▶ **Collected data**:

^^^^^^^^^^^^^^^^

/*
 * Protocol Definition
 *
 * Finite-state description of a resource lifecycle, driven by method
 * names called on the resource.
 *
 * ```text
 * States: {Closed, Open, Error}
 *   Closed --open()--> Open
 *   Open   --read()--> Open
 *   Open   --close()-> Closed
 * ```
 *
 * A call whose name belongs to the protocol but has no transition from
 * the current state moves the resource to the error state. Names outside
 * the protocol leave the state unchanged.
 */

use rustc_hash::FxHashMap;
use serde::{Deserialize, Serialize};
use std::collections::{BTreeSet, HashMap};

/// State of a tracked resource (e.g. "Open", "Closed")
#[derive(Debug, Clone, PartialEq, Eq, Hash, PartialOrd, Ord, Serialize, Deserialize)]
pub struct State {
    pub name: String,
}

impl State {
    pub fn new(name: impl Into<String>) -> Self {
        Self { name: name.into() }
    }
}

impl std::fmt::Display for State {
    fn fmt(&self, f: &mut std::fmt::Formatter<'_>) -> std::fmt::Result {
        write!(f, "{}", self.name)
    }
}

/// Method call that triggers a transition
#[derive(Debug, Clone, PartialEq, Eq, Hash, PartialOrd, Ord, Serialize, Deserialize)]
pub struct Action {
    pub method_name: String,
}

impl Action {
    pub fn new(method: impl Into<String>) -> Self {
        Self {
            method_name: method.into(),
        }
    }
}

impl std::fmt::Display for Action {
    fn fmt(&self, f: &mut std::fmt::Formatter<'_>) -> std::fmt::Result {
        write!(f, "{}()", self.method_name)
    }
}

/// Typestate protocol definition
///
/// # Example
/// ```ignore
/// let mut protocol = Protocol::new("File");
///
/// let closed = State::new("Closed");
/// let open = State::new("Open");
///
/// protocol.set_initial_state(closed.clone());
/// protocol.add_final_state(closed.clone());
///
/// protocol.add_transition(closed.clone(), Action::new("open"), open.clone());
/// protocol.add_transition(open, Action::new("close"), closed);
/// ```
#[derive(Debug, Clone, Serialize, Deserialize)]
pub struct Protocol {
    /// Protocol name (e.g., "File", "Lock", "Connection")
    pub name: String,

    pub states: BTreeSet<State>,

    pub initial_state: State,

    /// Accepting states: where a resource may legally be abandoned
    pub final_states: BTreeSet<State>,

    /// Sink for calls the protocol forbids in the current state
    pub error_state: State,

    /// (from_state, action) → to_state
    pub transitions: FxHashMap<(State, Action), State>,

    /// Actions that require specific states, for diagnostics
    pub action_preconditions: HashMap<Action, State>,
}

impl Protocol {
    pub fn new(name: impl Into<String>) -> Self {
        let error_state = State::new("Error");
        let mut states = BTreeSet::new();
        states.insert(error_state.clone());
        Self {
            name: name.into(),
            states,
            initial_state: State::new("Initial"),
            final_states: BTreeSet::new(),
            error_state,
            transitions: FxHashMap::default(),
            action_preconditions: HashMap::new(),
        }
    }

    pub fn add_state(&mut self, state: State) {
        self.states.insert(state);
    }

    pub fn add_transition(&mut self, from: State, action: Action, to: State) {
        self.states.insert(from.clone());
        self.states.insert(to.clone());
        self.transitions.insert((from, action), to);
    }

    pub fn can_transition(&self, from: &State, action: &Action, to: &State) -> bool {
        self.transitions.get(&(from.clone(), action.clone())) == Some(to)
    }

    /// Declared transition, `None` when undefined
    pub fn next_state(&self, from: &State, action: &Action) -> Option<State> {
        self.transitions
            .get(&(from.clone(), action.clone()))
            .cloned()
    }

    /// Total transition function over the protocol's own actions
    ///
    /// Undefined transitions (and every call from the error state) end in
    /// the error state.
    pub fn step(&self, from: &State, action: &Action) -> State {
        if from == &self.error_state {
            return self.error_state.clone();
        }
        self.next_state(from, action)
            .unwrap_or_else(|| self.error_state.clone())
    }

    /// Method names the protocol reacts to
    pub fn actions(&self) -> BTreeSet<Action> {
        self.transitions
            .keys()
            .map(|(_, action)| action.clone())
            .chain(self.action_preconditions.keys().cloned())
            .collect()
    }

    pub fn tracks(&self, method_name: &str) -> bool {
        self.transitions
            .keys()
            .any(|(_, action)| action.method_name == method_name)
            || self
                .action_preconditions
                .keys()
                .any(|action| action.method_name == method_name)
    }

    pub fn is_final_state(&self, state: &State) -> bool {
        self.final_states.contains(state)
    }

    pub fn is_error_state(&self, state: &State) -> bool {
        state == &self.error_state
    }

    pub fn initial_state(&self) -> State {
        self.initial_state.clone()
    }

    pub fn add_final_state(&mut self, state: State) {
        self.states.insert(state.clone());
        self.final_states.insert(state);
    }

    pub fn set_initial_state(&mut self, state: State) {
        self.states.insert(state.clone());
        self.initial_state = state;
    }

    pub fn set_error_state(&mut self, state: State) {
        self.states.remove(&self.error_state);
        self.states.insert(state.clone());
        self.error_state = state;
    }

    /// Specifies the state an action expects
    pub fn add_precondition(&mut self, action: Action, required_state: State) {
        self.action_preconditions.insert(action, required_state);
    }

    /// Actions with a declared transition out of `from`, sorted
    pub fn available_actions(&self, from: &State) -> Vec<Action> {
        let mut actions: Vec<Action> = self
            .transitions
            .keys()
            .filter(|(state, _)| state == from)
            .map(|(_, action)| action.clone())
            .collect();
        actions.sort();
        actions
    }

    /// Checks:
    /// - initial state exists in states
    /// - all final states exist in states
    /// - the error state is not accepting
    /// - all transitions reference known states
    pub fn validate(&self) -> Result<(), String> {
        if !self.states.contains(&self.initial_state) {
            return Err(format!(
                "Initial state '{}' not in states",
                self.initial_state
            ));
        }

        for state in &self.final_states {
            if !self.states.contains(state) {
                return Err(format!("Final state '{}' not in states", state));
            }
        }

        if self.final_states.contains(&self.error_state) {
            return Err(format!(
                "Error state '{}' cannot be a final state",
                self.error_state
            ));
        }

        for ((from, _action), to) in &self.transitions {
            if !self.states.contains(from) {
                return Err(format!("Transition from state '{}' not in states", from));
            }
            if !self.states.contains(to) {
                return Err(format!("Transition to state '{}' not in states", to));
            }
        }

        Ok(())
    }
}

#[cfg(test)]
mod tests {
    use super::*;

    fn two_state() -> Protocol {
        let mut protocol = Protocol::new("Test");
        let s1 = State::new("S1");
        let s2 = State::new("S2");
        protocol.set_initial_state(s1.clone());
        protocol.add_final_state(s1.clone());
        protocol.add_transition(s1.clone(), Action::new("go"), s2.clone());
        protocol.add_transition(s2, Action::new("back"), s1);
        protocol
    }

    #[test]
    fn test_protocol_basic() {
        let protocol = Protocol::new("TestProtocol");
        assert_eq!(protocol.name, "TestProtocol");
        assert_eq!(protocol.initial_state.name, "Initial");
        assert!(protocol.states.contains(&State::new("Error")));
    }

    #[test]
    fn test_add_transition() {
        let protocol = two_state();
        let go = Action::new("go");

        assert!(protocol.can_transition(&State::new("S1"), &go, &State::new("S2")));
        assert!(!protocol.can_transition(&State::new("S2"), &go, &State::new("S1")));
    }

    #[test]
    fn test_step_undefined_goes_to_error() {
        let protocol = two_state();

        assert_eq!(
            protocol.step(&State::new("S1"), &Action::new("go")),
            State::new("S2")
        );
        assert_eq!(
            protocol.step(&State::new("S1"), &Action::new("back")),
            protocol.error_state
        );
        assert_eq!(
            protocol.step(&protocol.error_state, &Action::new("go")),
            protocol.error_state
        );
    }

    #[test]
    fn test_tracks_only_protocol_actions() {
        let protocol = two_state();
        assert!(protocol.tracks("go"));
        assert!(protocol.tracks("back"));
        assert!(!protocol.tracks("toString"));
        assert_eq!(protocol.actions().len(), 2);
    }

    #[test]
    fn test_available_actions_sorted() {
        let mut protocol = Protocol::new("Test");
        let s1 = State::new("S1");
        let s2 = State::new("S2");
        protocol.add_transition(s1.clone(), Action::new("b"), s2.clone());
        protocol.add_transition(s1.clone(), Action::new("a"), s2);

        assert_eq!(
            protocol.available_actions(&s1),
            vec![Action::new("a"), Action::new("b")]
        );
    }

    #[test]
    fn test_validate_protocol() {
        assert!(two_state().validate().is_ok());

        let mut broken = two_state();
        broken.final_states.insert(broken.error_state.clone());
        assert!(broken.validate().is_err());

        let mut missing = Protocol::new("Missing");
        missing.initial_state = State::new("Nowhere");
        assert!(missing.validate().is_err());
    }
}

^^^^^^^^^^^^^^^^

▶ **WHAT IS EXPECTED**:
Find the word "struct" in the entries above and gather every line that holds it.

▶ **TASK OUTPUT**:
pub struct State {
pub struct Action {
pub struct Protocol {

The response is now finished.